Mild, earthy, and creamy – these two beans may both be staples in the bean world, but can they be used interchangeably? Black beans vs. pinto beans – let’s break it all down!
When it comes to beans, there are so many types of beans to choose from. Two of the most popular varieties are black beans and pinto beans. While they have some notable differences in appearance, taste, and texture, they are both great culinary options.
In this article we’ll compare and contrast these two delicious types of legumes to help you decide which one is right for your next dinner plan.

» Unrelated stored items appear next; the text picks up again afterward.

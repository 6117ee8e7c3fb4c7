use crate::error::{CoreError, Result};
use serde::{Deserialize, Serialize};
use std::fmt;
use std::str::FromStr;
use time::{Date, OffsetDateTime};

/// Lifecycle status of an invoice.
#[derive(Debug, Clone, Copy, PartialEq, Eq, Serialize, Deserialize)]
#[serde(rename_all = "lowercase")]
pub enum InvoiceStatus {
    Pending,
    Paid,
    Cancelled,
}

impl InvoiceStatus {
    pub fn as_str(&self) -> &'static str {
        match self {
            InvoiceStatus::Pending => "pending",
            InvoiceStatus::Paid => "paid",
            InvoiceStatus::Cancelled => "cancelled",
        }
    }
}

impl fmt::Display for InvoiceStatus {
    fn fmt(&self, f: &mut fmt::Formatter<'_>) -> fmt::Result {
        f.write_str(self.as_str())
    }
}

impl FromStr for InvoiceStatus {
    type Err = CoreError;

    fn from_str(s: &str) -> Result<Self> {
        match s {
            "pending" => Ok(InvoiceStatus::Pending),
            "paid" => Ok(InvoiceStatus::Paid),
            "cancelled" => Ok(InvoiceStatus::Cancelled),
            other => Err(CoreError::invalid_invoice_status(other)),
        }
    }
}

/// An invoice tied to one appointment.
///
/// Invoice numbers are display identifiers, not enforced unique at this layer.
#[derive(Debug, Clone, PartialEq, Serialize, Deserialize)]
pub struct Invoice {
    pub id: String,
    pub clinic_id: String,
    pub appointment_id: String,
    pub number: String,
    pub status: InvoiceStatus,
    pub total_amount: i64,
    pub due_date: Date,
    #[serde(with = "time::serde::rfc3339")]
    pub created_at: OffsetDateTime,
}

impl Invoice {
    /// True for invoices that still count against the one-active-invoice-per-
    /// appointment check.
    pub fn is_active(&self) -> bool {
        !matches!(self.status, InvoiceStatus::Cancelled)
    }
}

/// A single line on an invoice.
#[derive(Debug, Clone, PartialEq, Eq, Serialize, Deserialize)]
pub struct InvoiceItem {
    pub id: String,
    pub invoice_id: String,
    pub description: String,
    pub quantity: u32,
    pub unit_price: i64,
}

impl InvoiceItem {
    pub fn total(&self) -> i64 {
        self.unit_price * i64::from(self.quantity)
    }
}

#[cfg(test)]
mod tests {
    use super::*;
    use time::macros::{date, datetime};

    fn sample_invoice(status: InvoiceStatus) -> Invoice {
        Invoice {
            id: "inv-1".into(),
            clinic_id: "clinic-1".into(),
            appointment_id: "appt-1".into(),
            number: "INV-123456".into(),
            status,
            total_amount: 7500,
            due_date: date!(2026 - 05 - 01),
            created_at: datetime!(2026-05-01 09:00:00 UTC),
        }
    }

    #[test]
    fn test_status_wire_form() {
        assert_eq!(
            serde_json::to_string(&InvoiceStatus::Pending).unwrap(),
            "\"pending\""
        );
        let status: InvoiceStatus = serde_json::from_str("\"cancelled\"").unwrap();
        assert_eq!(status, InvoiceStatus::Cancelled);
    }

    #[test]
    fn test_status_from_str() {
        assert_eq!("paid".parse::<InvoiceStatus>().unwrap(), InvoiceStatus::Paid);
        assert!("PAID".parse::<InvoiceStatus>().is_err());
    }

    #[test]
    fn test_is_active() {
        assert!(sample_invoice(InvoiceStatus::Pending).is_active());
        assert!(sample_invoice(InvoiceStatus::Paid).is_active());
        assert!(!sample_invoice(InvoiceStatus::Cancelled).is_active());
    }

    #[test]
    fn test_item_total() {
        let item = InvoiceItem {
            id: "it-1".into(),
            invoice_id: "inv-1".into(),
            description: "Cleaning".into(),
            quantity: 2,
            unit_price: 7500,
        };
        assert_eq!(item.total(), 15000);
    }

    #[test]
    fn test_invoice_roundtrip() {
        let original = sample_invoice(InvoiceStatus::Pending);
        let json = serde_json::to_value(&original).unwrap();
        assert_eq!(json["status"], "pending");
        let back: Invoice = serde_json::from_value(json).unwrap();
        assert_eq!(back, original);
    }
}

For how many years have people been cultivating pinto beans? Head to the bottom of the post for the answer.
What Are Black Beans?
Black Beans are native to South America, and are commonly used in Latin American, Cajun, and Creole cuisines, though their use far exceeds these three popular styles. They are quite versatile, and have become an American favorite. Ready to get cooking? Here’s how to cook black beans!
What Are Pinto Beans?
Pinto beans are a variety of common bean, and probably the most popular bean in both Mexico and the U.S. Southwest. They are often eaten whole, but also mashed to make refried beans, the ubiquitous side dish at many U.S. Mexican restaurants. You no doubt eat them routinely in burritos, tacos, or most Mexican cuisine. We like them in this Mexican Bean Salad.
Black beans and pinto beans both have a mild, slightly nutty flavor, but their taste profiles differ in some ways. Black beans have a slightly sweeter flavor, while pinto beans are creamier and have a milder taste. When it comes to their culinary applications, black beans are often used in Latin American cuisine, while pinto beans are commonly found in Mexican dishes.
Texture is another important factor to consider when choosing between black beans and pinto beans. Black beans have a firmer texture that holds up well in soups, stews, and chili. Pinto beans, on the other hand, have a creamier texture that makes them perfect for refried beans, burritos, and other dishes where they need to be mashed or blended.
Cooking and Storage
Both black beans and pinto beans are easy to cook and store. You can cook them in a variety of ways, from boiling to pressure cooking to slow cooking. They can also be canned or dried for easy storage. Commercially canned beans are convenient and can be used in a pinch, but dried beans are more economical and allow you to control the amount of sodium in your diet.
Black Bean vs. Pinto Bean Nutrition
When it comes to nutritional value, both black beans and pinto beans are great sources of protein, fiber, and essential vitamins and minerals.
Both are great options for vegetarian and vegan diets, which can be low in protein if one doesn’t pay attention. Both types of beans also contain iron, folate, and potassium, making them a healthy addition to any diet.
The following nutrition information is per 1/2 cup of cooked beans.
|Black Beans||Pinto Beans|
|Protein||8 g||8 g|
|Carbs||20 g||22 g|
|Fat||0 g||0 g|
|Fiber||6 g||7.5 g|
|Iron (% RDA)||9% DV||9% DV|
|Calcium (% RDA)||4% DV||4% DV|
How Many Carbs in Pinto Beans? 22 grams in a ½ cup serving
How Many Carbs are in Black Beans? 20 grams in a ½ cup serving
How Many Carbs in Refried Beans? 18 grams in a ½ cup serving
Are Pinto Beans Keto? No, with 22 grams of carbs in a ½ cup serving they will get you out of ketosis faster than a teenager runs from the pool when Dad shows up in a speedo.
Are Black Beans Keto? No. While black beans have slightly fewer grams of carbs than pinto beans, they still don’t support a keto diet. Beans complement a vegetarian or vegan diet far better than a keto diet.
Pinto beans have been cultivated for over 5,000 years and originate in Peru.